§ DIRECTIONS FOR THIS TASK
Reproduce each entry exactly.

Start of GIVEN DATA

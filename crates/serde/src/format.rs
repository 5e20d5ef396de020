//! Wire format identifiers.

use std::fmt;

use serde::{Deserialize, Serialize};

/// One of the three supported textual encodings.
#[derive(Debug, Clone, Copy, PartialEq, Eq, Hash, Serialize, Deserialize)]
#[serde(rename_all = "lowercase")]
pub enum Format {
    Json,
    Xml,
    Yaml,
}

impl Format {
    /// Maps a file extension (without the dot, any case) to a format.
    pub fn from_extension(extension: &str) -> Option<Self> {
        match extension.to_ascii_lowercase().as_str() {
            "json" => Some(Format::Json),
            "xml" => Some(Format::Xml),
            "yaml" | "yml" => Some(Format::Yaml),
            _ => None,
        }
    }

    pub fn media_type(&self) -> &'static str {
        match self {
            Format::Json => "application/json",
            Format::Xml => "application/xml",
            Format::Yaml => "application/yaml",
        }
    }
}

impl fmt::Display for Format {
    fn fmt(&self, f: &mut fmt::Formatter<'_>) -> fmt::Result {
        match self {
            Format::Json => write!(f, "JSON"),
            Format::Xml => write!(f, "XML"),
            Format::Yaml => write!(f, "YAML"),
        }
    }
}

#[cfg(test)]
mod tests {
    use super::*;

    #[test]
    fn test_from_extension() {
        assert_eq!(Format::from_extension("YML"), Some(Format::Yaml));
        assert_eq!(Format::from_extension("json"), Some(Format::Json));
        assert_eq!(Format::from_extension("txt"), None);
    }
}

End of GIVEN DATA

§ EXPECTED ANSWER
filename crates/serde/src/format.rs
repository 5e20d5ef396de020
//! Wire format identifiers.

use std::fmt;

use serde::{Deserialize, Serialize};

/// One of the three supported textual encodings.
#[derive(Debug, Clone, Copy, PartialEq, Eq, Hash, Serialize, Deserialize)]
#[serde(rename_all = "lowercase")]
pub enum Format {
    Json,
    Xml,
    Yaml,
}

impl Format {
    /// Maps a file extension (without the dot, any case) to a format.
    pub fn from_extension(extension: &str) -> Option<Self> {
        match extension.to_ascii_lowercase().as_str() {
            "json" => Some(Format::Json),
            "xml" => Some(Format::Xml),
            "yaml" | "yml" => Some(Format::Yaml),
            _ => None,
        }
    }

    pub fn media_type(&self) -> &'static str {
        match self {
            Format::Json => "application/json",
            Format::Xml => "application/xml",
            Format::Yaml => "application/yaml",
        }
    }
}

impl fmt::Display for Format {
    fn fmt(&self, f: &mut fmt::Formatter<'_>) -> fmt::Result {
        match self {
            Format::Json => write!(f, "JSON"),
            Format::Xml => write!(f, "XML"),
            Format::Yaml => write!(f, "YAML"),
        }
    }
}

#[cfg(test)]
mod tests {
    use super::*;

    #[test]
    fn test_from_extension() {
        assert_eq!(Format::from_extension("YML"), Some(Format::Yaml));
        assert_eq!(Format::from_extension("json"), Some(Format::Json));
        assert_eq!(Format::from_extension("txt"), None);
    }
}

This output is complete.